* [EXERCISE] Please copy out every line of the data word for word.

* [DATA EXTRACT]
:::::

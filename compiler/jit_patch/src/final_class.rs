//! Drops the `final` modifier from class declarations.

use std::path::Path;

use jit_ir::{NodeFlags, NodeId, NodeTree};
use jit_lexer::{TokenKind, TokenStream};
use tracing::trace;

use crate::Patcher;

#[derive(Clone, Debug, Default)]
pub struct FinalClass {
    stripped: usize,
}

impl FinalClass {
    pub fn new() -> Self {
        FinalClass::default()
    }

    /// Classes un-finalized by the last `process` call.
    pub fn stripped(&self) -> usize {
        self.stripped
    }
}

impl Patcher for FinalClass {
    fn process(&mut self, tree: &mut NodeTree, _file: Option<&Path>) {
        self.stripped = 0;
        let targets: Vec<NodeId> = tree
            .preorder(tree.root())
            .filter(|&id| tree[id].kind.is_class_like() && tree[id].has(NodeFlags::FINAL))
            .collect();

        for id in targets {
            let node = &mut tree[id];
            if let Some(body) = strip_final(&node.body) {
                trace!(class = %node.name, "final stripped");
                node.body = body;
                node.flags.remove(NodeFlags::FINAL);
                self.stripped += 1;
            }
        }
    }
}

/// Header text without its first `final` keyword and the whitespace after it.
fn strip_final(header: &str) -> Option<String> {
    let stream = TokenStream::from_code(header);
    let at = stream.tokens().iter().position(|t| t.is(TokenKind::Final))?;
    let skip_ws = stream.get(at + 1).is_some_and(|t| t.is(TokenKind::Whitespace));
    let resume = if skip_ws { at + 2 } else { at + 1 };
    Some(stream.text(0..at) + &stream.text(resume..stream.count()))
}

:::::

* [SOLUTION]
filename compiler/jit_patch/src/final_class.rs
//! Drops the `final` modifier from class declarations.

use std::path::Path;

use jit_ir::{NodeFlags, NodeId, NodeTree};
use jit_lexer::{TokenKind, TokenStream};
use tracing::trace;

use crate::Patcher;

#[derive(Clone, Debug, Default)]
pub struct FinalClass {
    stripped: usize,
}

impl FinalClass {
    pub fn new() -> Self {
        FinalClass::default()
    }

    /// Classes un-finalized by the last `process` call.
    pub fn stripped(&self) -> usize {
        self.stripped
    }
}

impl Patcher for FinalClass {
    fn process(&mut self, tree: &mut NodeTree, _file: Option<&Path>) {
        self.stripped = 0;
        let targets: Vec<NodeId> = tree
            .preorder(tree.root())
            .filter(|&id| tree[id].kind.is_class_like() && tree[id].has(NodeFlags::FINAL))
            .collect();

        for id in targets {
            let node = &mut tree[id];
            if let Some(body) = strip_final(&node.body) {
                trace!(class = %node.name, "final stripped");
                node.body = body;
                node.flags.remove(NodeFlags::FINAL);
                self.stripped += 1;
            }
        }
    }
}

/// Header text without its first `final` keyword and the whitespace after it.
fn strip_final(header: &str) -> Option<String> {
    let stream = TokenStream::from_code(header);
    let at = stream.tokens().iter().position(|t| t.is(TokenKind::Final))?;
    let skip_ws = stream.get(at + 1).is_some_and(|t| t.is(TokenKind::Whitespace));
    let resume = if skip_ws { at + 2 } else { at + 1 };
    Some(stream.text(0..at) + &stream.text(resume..stream.count()))
}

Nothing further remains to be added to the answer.